The fight over private listings is dividing some of the biggest names in residential real estate.
Days after Zillow announced it would ban private listings after a certain amount of time from its platform, as part of a standards rollout reinforcing the National Association of Realtors’ Clear Cooperation Policy, fellow listing platform (and advertising partner thanks to a five-year, $100 million deal) Redfin fell in line.
Redfin CEO Glenn Kelman said the company wouldn’t publish any listings that didn’t start on the MLS and called for a “coming soon designation” that would hide a home’s time spent for sale and historical pricing.
Coming soon listings offer still too narrow access, Kelman said, and violate NAR’s 2008 settlement that established its Participation Rule “that all brokerage customers should be able to see all MLS listings, online or via an agent.”
“That principle exists for a reason: once brokers give our clients control over how their listing appears online, every client will want that listing to appear everywhere,” Kelman said.

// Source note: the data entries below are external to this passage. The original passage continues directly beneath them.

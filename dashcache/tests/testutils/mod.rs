//! Test utilities for DashCache integration tests
//!
//! DashboardFixture wires an in-memory dataset store to a CacheManager using
//! a small dashboard configuration, so tests can mutate datasets and observe
//! cache decisions through the public API only.

#![allow(dead_code)]

pub mod test_fixture;
// Copyright (c) 2024-2025 DashCache Contributors
// SPDX-License-Identifier: Apache-2.0
//
//! Error types for the cache engine and the dataset accessor seam

use thiserror::Error;

/// Cache engine errors
#[derive(Error, Debug)]
pub enum CacheError {
    #[error("Startup cache already populated for key {key}")]
    AlreadyCached { key: String },

    #[error("Invalid request parameter '{key}': {reason}")]
    InvalidParam { key: String, reason: String },

    #[error("Configuration error: {0}")]
    Config(String),

    #[error("I/O error: {0}")]
    Io(#[from] std::io::Error),

    #[error("Serialization error: {0}")]
    Serialization(#[from] serde_json::Error),
}

/// Failures reported by a [`crate::DatasetAccessor`].
///
/// The fingerprint extractor never propagates these; they are logged and the
/// affected dataset degrades to a neutral summary.
#[derive(Error, Debug, Clone, PartialEq, Eq)]
pub enum AccessorError {
    #[error("Dataset unavailable: {0}")]
    Unavailable(String),

    #[error("Dataset backend error: {0}")]
    Backend(String),
}

pub type CacheResult<T> = Result<T, CacheError>;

But Zillow earned a vocal opponent in a relatively new residential competitor that’s been snapping at its heels.
CoStar CEO Andy Florance hit back at Zillow, saying the private listing ban was exclusively about protecting its “ability to profit” and took issue with the portal’s place in the debate at all.
“Zillow is asserting that they, not NAR, not your brokerage, not you the listing agent—and not even the homeowner whose house it is and is paying the commission—should decide how a listing is marketed,” Florance wrote in a note to agents also posted on LinkedIn.
“Whether or not you support the Clear Cooperation Policy, it is never acceptable for a real estate portal to threaten agents this way,” Florance wrote. “Real estate portals must remain neutral.”
Zillow has long been in CoStar’s crosshairs, but the tension between the top portals has heated up in recent years.
CoStar turned its attention to the residential scene with a string of sizable deals starting in 2014, when it picked up Apartments.com for $585 million. The firm became the market leader for rental listings the following year after adding other online marketplaces to its portfolio, and its investment passed the $2 billion mark with a 2020 deal for Homesnap and 2021 deal for Homes.com.
Homes.com and Apartments.com surpassed Redfin and Realtor.com in 2022 before CoStar ramped up its push with a $1 billion advertising campaign in early 2023. Now, Zillow still leads the pack by a considerable margin, but CoStar is in its third year as a top contender among platforms.
With this backdrop, Florance issued fresh criticism at the competitor, echoing warnings he made in the wake of the National Association of Realtors’ antitrust settlement limiting the portals to MLS data feeds without buyer-broker compensation fields.
“Zillow has overplayed its hand,” Florance said in the post. “I believe they panicked at the thought that agents might have real choice in how they market their listings. And when agents have a choice, many won’t rush to publish listings on a site that siphons off their leads.”
The executive hinted at the growing alternatives for listings, warning, “Zillow’s lead diversion business model is coming under threat.” (Douglas Elliman and Corcoran unveiled private listing platforms in recent weeks.)
“Even if just a few agents hold back from listing on Zillow, buyers will quickly follow suit—and stop searching there,” Florance said.
Sheridan Wall contributed reporting.